What you will do. Go through each line of the records below and count those with the word "retry"; give only the total.

[Stored data]
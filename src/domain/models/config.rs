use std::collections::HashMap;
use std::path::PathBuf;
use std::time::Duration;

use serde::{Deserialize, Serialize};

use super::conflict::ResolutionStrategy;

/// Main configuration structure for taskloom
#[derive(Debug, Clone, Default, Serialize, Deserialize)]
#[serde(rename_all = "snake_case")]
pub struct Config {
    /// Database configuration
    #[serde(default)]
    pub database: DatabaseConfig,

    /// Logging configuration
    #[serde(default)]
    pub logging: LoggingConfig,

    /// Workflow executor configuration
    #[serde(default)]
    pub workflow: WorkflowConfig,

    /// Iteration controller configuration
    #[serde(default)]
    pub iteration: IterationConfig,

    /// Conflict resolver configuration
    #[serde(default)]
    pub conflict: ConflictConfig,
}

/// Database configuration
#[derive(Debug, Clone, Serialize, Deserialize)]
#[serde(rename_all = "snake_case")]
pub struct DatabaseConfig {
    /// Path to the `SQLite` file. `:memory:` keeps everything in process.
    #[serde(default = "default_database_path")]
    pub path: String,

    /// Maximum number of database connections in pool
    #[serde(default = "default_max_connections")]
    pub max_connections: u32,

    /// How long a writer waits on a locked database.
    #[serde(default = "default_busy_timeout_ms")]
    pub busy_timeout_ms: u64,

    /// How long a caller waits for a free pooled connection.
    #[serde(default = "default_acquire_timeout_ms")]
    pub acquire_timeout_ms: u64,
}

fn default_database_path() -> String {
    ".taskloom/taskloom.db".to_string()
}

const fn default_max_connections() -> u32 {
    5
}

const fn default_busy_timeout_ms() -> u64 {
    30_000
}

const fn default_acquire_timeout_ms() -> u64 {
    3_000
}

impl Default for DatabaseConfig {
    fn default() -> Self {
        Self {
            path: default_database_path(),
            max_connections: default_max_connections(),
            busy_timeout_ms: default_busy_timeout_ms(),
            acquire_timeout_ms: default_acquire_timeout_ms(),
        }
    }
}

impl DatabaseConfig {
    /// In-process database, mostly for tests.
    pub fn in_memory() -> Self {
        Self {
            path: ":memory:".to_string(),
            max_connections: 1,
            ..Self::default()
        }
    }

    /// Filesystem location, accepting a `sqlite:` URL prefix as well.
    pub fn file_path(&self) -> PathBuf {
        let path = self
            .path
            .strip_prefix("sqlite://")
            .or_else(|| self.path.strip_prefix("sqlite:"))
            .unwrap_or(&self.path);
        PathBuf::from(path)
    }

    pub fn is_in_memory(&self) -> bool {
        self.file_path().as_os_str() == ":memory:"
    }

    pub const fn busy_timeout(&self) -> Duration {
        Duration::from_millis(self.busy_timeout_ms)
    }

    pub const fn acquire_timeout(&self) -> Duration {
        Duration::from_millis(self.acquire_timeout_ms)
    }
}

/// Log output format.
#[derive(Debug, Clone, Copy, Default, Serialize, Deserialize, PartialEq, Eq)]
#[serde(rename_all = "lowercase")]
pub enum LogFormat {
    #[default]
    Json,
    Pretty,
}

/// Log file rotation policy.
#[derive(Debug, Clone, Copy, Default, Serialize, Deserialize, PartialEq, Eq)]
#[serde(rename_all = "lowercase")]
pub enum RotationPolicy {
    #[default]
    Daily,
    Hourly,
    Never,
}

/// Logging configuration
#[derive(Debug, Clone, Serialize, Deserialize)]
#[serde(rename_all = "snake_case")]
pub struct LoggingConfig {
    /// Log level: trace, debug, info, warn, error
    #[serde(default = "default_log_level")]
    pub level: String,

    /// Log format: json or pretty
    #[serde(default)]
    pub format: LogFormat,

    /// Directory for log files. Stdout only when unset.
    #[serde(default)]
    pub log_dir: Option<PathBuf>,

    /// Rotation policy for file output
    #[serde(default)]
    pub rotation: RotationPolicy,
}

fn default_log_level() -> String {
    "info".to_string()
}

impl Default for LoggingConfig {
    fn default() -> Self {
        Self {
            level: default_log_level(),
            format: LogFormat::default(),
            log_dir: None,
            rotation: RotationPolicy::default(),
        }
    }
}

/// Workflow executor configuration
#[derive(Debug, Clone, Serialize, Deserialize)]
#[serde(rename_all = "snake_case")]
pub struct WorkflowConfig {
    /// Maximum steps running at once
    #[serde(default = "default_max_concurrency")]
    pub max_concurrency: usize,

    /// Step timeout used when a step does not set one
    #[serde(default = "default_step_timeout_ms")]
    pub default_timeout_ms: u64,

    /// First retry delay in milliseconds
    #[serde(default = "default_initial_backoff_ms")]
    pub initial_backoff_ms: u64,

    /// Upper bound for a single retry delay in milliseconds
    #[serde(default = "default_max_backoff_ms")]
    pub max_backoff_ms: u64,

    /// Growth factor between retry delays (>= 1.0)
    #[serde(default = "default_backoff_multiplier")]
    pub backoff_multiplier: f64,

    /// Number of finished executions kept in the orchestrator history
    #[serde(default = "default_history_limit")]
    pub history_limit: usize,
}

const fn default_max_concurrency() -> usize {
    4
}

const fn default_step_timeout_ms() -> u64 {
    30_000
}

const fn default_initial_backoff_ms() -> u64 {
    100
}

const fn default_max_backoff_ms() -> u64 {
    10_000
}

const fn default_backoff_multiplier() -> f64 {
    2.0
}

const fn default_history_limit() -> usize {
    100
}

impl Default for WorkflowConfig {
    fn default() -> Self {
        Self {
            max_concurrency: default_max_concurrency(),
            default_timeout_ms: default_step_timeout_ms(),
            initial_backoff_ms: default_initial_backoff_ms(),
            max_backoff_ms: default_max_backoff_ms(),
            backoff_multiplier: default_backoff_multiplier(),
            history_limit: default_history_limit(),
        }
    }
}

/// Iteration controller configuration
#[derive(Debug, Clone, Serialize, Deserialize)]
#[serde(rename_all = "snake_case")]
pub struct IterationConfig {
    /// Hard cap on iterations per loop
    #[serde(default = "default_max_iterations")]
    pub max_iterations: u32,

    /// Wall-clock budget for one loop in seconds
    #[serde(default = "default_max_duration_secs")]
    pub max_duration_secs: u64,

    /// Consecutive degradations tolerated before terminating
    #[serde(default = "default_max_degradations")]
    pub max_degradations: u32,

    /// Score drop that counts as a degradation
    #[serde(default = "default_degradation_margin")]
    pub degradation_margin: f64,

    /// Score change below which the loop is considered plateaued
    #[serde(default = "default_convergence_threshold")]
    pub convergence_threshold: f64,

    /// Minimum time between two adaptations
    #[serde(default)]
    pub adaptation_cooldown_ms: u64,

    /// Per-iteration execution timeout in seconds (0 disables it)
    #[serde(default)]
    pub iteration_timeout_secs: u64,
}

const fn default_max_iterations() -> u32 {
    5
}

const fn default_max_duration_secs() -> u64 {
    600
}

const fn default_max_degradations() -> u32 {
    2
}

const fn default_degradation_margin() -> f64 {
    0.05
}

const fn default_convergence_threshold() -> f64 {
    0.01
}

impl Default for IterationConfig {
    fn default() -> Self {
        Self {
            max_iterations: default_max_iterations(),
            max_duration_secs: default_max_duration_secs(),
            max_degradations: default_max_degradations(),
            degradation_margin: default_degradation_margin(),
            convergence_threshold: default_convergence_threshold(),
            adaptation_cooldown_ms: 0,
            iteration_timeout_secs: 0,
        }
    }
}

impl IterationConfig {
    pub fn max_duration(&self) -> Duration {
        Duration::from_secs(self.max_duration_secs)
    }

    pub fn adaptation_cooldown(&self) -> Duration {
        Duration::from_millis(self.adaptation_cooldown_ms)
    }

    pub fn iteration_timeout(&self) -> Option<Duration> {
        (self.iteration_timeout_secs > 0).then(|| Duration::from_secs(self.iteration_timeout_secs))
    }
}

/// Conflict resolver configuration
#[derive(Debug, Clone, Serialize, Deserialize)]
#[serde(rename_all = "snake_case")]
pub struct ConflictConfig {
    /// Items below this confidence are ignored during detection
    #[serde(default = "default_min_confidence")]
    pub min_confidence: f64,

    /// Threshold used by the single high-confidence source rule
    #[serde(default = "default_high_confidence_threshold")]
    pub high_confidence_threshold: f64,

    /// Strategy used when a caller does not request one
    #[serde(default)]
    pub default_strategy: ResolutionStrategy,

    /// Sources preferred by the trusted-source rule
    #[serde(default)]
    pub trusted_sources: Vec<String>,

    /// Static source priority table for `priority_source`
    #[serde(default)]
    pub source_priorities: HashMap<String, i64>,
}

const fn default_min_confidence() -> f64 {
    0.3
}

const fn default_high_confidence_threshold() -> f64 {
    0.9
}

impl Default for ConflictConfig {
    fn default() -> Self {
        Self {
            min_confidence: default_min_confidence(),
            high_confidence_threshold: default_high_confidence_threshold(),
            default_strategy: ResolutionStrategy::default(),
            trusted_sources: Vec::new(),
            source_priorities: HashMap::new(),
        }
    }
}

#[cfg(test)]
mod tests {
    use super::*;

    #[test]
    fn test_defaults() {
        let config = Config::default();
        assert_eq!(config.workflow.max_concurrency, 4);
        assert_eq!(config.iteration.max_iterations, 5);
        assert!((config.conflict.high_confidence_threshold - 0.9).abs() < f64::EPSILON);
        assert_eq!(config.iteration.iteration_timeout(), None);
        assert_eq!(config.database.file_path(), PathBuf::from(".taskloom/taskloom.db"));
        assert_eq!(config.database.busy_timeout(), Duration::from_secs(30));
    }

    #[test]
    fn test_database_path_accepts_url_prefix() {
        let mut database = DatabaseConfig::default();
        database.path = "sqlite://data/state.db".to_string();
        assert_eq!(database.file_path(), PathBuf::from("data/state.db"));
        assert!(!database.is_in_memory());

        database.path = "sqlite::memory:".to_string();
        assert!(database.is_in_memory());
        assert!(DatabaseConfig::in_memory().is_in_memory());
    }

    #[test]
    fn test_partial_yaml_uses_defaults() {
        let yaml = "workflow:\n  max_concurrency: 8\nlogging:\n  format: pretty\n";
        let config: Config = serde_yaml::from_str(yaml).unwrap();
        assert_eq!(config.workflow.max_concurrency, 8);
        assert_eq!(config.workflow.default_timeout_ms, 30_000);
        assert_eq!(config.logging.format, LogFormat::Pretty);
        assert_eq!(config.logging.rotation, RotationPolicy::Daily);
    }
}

Result. 3